-- Entries supplied follows --

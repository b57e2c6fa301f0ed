//! Differences between a rendered program and the last applied one
//!
//! This is a local preview: it compares program entries, not live cloud
//! state. Drift is only visible through `pulumi preview`.

use crate::applied::AppliedStack;
use crate::program::{Program, ResourceEntry};
use std::collections::{BTreeSet, HashSet};
use std::fmt;

#[derive(Debug, Clone, Copy, PartialEq, Eq)]
pub enum ChangeKind {
    Create,
    /// Same type, different properties or dependencies
    Update,
    /// The type token changed; the engine deletes and recreates it
    Replace,
    Delete,
    Same,
}

/// Planned change of one logical resource
#[derive(Debug, Clone, PartialEq)]
pub struct Change {
    pub name: String,
    pub token: String,
    pub kind: ChangeKind,
    /// Top-level properties that differ, plus `dependsOn` when the edges differ
    pub fields: Vec<String>,
}

impl Change {
    fn new(entry: &ResourceEntry, kind: ChangeKind, fields: Vec<String>) -> Self {
        Self {
            name: entry.name.clone(),
            token: entry.token.clone(),
            kind,
            fields,
        }
    }
}

#[derive(Debug, Clone, Default)]
pub struct Plan {
    changes: Vec<Change>,
}

impl Plan {
    /// Program resources in program order, then deletions in applied order
    pub fn between(program: &Program, applied: &AppliedStack) -> Self {
        let mut changes: Vec<Change> = program
            .resources()
            .iter()
            .map(|entry| match applied.resource(&entry.name) {
                None => Change::new(entry, ChangeKind::Create, Vec::new()),
                Some(previous) if previous.token != entry.token => {
                    Change::new(entry, ChangeKind::Replace, vec!["type".to_string()])
                }
                Some(previous) => {
                    let fields = changed_fields(previous, entry);
                    let kind = if fields.is_empty() {
                        ChangeKind::Same
                    } else {
                        ChangeKind::Update
                    };
                    Change::new(entry, kind, fields)
                }
            })
            .collect();

        let desired: HashSet<&str> = program.resources().iter().map(|r| r.name.as_str()).collect();
        changes.extend(
            applied
                .resources
                .iter()
                .filter(|r| !desired.contains(r.name.as_str()))
                .map(|r| Change::new(r, ChangeKind::Delete, Vec::new())),
        );

        Self { changes }
    }

    pub fn changes(&self) -> &[Change] {
        &self.changes
    }

    pub fn has_changes(&self) -> bool {
        self.changes.iter().any(|c| c.kind != ChangeKind::Same)
    }

    pub fn summary(&self) -> PlanSummary {
        let mut summary = PlanSummary::default();
        for change in &self.changes {
            match change.kind {
                ChangeKind::Create => summary.create += 1,
                ChangeKind::Update => summary.update += 1,
                ChangeKind::Replace => summary.replace += 1,
                ChangeKind::Delete => summary.delete += 1,
                ChangeKind::Same => summary.same += 1,
            }
        }
        summary
    }
}

fn changed_fields(previous: &ResourceEntry, desired: &ResourceEntry) -> Vec<String> {
    let keys: BTreeSet<&String> = previous
        .properties
        .keys()
        .chain(desired.properties.keys())
        .collect();
    let mut fields: Vec<String> = keys
        .into_iter()
        .filter(|k| previous.properties.get(*k) != desired.properties.get(*k))
        .cloned()
        .collect();
    if previous.depends_on != desired.depends_on {
        fields.push("dependsOn".to_string());
    }
    fields
}

/// Change counts of a plan
#[derive(Debug, Clone, Copy, Default, PartialEq, Eq)]
pub struct PlanSummary {
    pub create: usize,
    pub update: usize,
    pub replace: usize,
    pub delete: usize,
    pub same: usize,
}

impl fmt::Display for PlanSummary {
    fn fmt(&self, f: &mut fmt::Formatter<'_>) -> fmt::Result {
        write!(f, "{} to create, {} to update", self.create, self.update)?;
        if self.replace > 0 {
            write!(f, ", {} to replace", self.replace)?;
        }
        write!(f, ", {} to delete, {} unchanged", self.delete, self.same)
    }
}

#[cfg(test)]
mod tests {
    use super::*;
    use crate::output::Properties;
    use crate::stack::{ResourceOptions, Stack};
    use std::collections::BTreeMap;

    fn program_with_bucket(token: &str, force_destroy: bool) -> Program {
        let mut stack = Stack::new("demo", "dev");
        stack
            .register(
                token,
                "test-bucket",
                Properties::new()
                    .with("bucket", "test-bucket")
                    .with("forceDestroy", force_destroy),
                ResourceOptions::new(),
            )
            .unwrap();
        Program::from_stack(&stack).unwrap()
    }

    fn applied(program: &Program) -> AppliedStack {
        AppliedStack::new(program, BTreeMap::new())
    }

    #[test]
    fn test_never_applied_creates_everything() {
        let program = program_with_bucket("aws:s3:Bucket", true);
        let plan = Plan::between(&program, &AppliedStack::default());
        assert!(plan.has_changes());
        assert_eq!(plan.summary().create, 1);
        assert_eq!(plan.changes()[0].name, "test-bucket");
        assert_eq!(plan.changes()[0].token, "aws:s3:Bucket");
    }

    #[test]
    fn test_applied_program_has_no_changes() {
        let previous = applied(&program_with_bucket("aws:s3:Bucket", true));

        let plan = Plan::between(&program_with_bucket("aws:s3:Bucket", true), &previous);
        assert!(!plan.has_changes());
        assert_eq!(
            plan.summary().to_string(),
            "0 to create, 0 to update, 0 to delete, 1 unchanged"
        );
    }

    #[test]
    fn test_changed_property_is_an_update() {
        let previous = applied(&program_with_bucket("aws:s3:Bucket", true));

        let plan = Plan::between(&program_with_bucket("aws:s3:Bucket", false), &previous);
        let change = &plan.changes()[0];
        assert_eq!(change.kind, ChangeKind::Update);
        assert_eq!(change.fields, vec!["forceDestroy".to_string()]);
    }

    #[test]
    fn test_changed_type_is_a_replacement() {
        let previous = applied(&program_with_bucket("aws:s3:Bucket", true));

        let plan = Plan::between(&program_with_bucket("aws:s3:BucketV2", true), &previous);
        assert_eq!(plan.changes()[0].kind, ChangeKind::Replace);
        assert_eq!(
            plan.summary().to_string(),
            "0 to create, 0 to update, 1 to replace, 0 to delete, 0 unchanged"
        );
    }

    #[test]
    fn test_new_dependency_is_an_update() {
        let previous = applied(&program_with_bucket("aws:s3:Bucket", true));

        let mut stack = Stack::new("demo", "dev");
        let role = stack
            .register("aws:iam:Role", "role", Properties::new(), ResourceOptions::new())
            .unwrap();
        stack
            .register(
                "aws:s3:Bucket",
                "test-bucket",
                Properties::new()
                    .with("bucket", "test-bucket")
                    .with("forceDestroy", true),
                ResourceOptions::depends_on([&role]),
            )
            .unwrap();
        let plan = Plan::between(&Program::from_stack(&stack).unwrap(), &previous);

        assert_eq!(plan.summary().create, 1);
        let bucket = plan.changes().iter().find(|c| c.name == "test-bucket").unwrap();
        assert_eq!(bucket.kind, ChangeKind::Update);
        assert_eq!(bucket.fields, vec!["dependsOn".to_string()]);
    }

    #[test]
    fn test_removed_resource_is_deleted() {
        let previous = applied(&program_with_bucket("aws:s3:Bucket", true));

        let empty = Program::from_stack(&Stack::new("demo", "dev")).unwrap();
        let plan = Plan::between(&empty, &previous);
        let change = &plan.changes()[0];
        assert_eq!(change.kind, ChangeKind::Delete);
        assert_eq!(change.name, "test-bucket");
        assert_eq!(change.token, "aws:s3:Bucket");
        assert_eq!(plan.summary().delete, 1);
    }
}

-- Entries supplied concluded --

• [What you need to do]: Every line in the records that holds the word "Copy" should be copied into the answer.

• [Result]:
#[derive(Debug, Clone, Copy, PartialEq, Eq)]
#[derive(Debug, Clone, Copy, Default, PartialEq, Eq)]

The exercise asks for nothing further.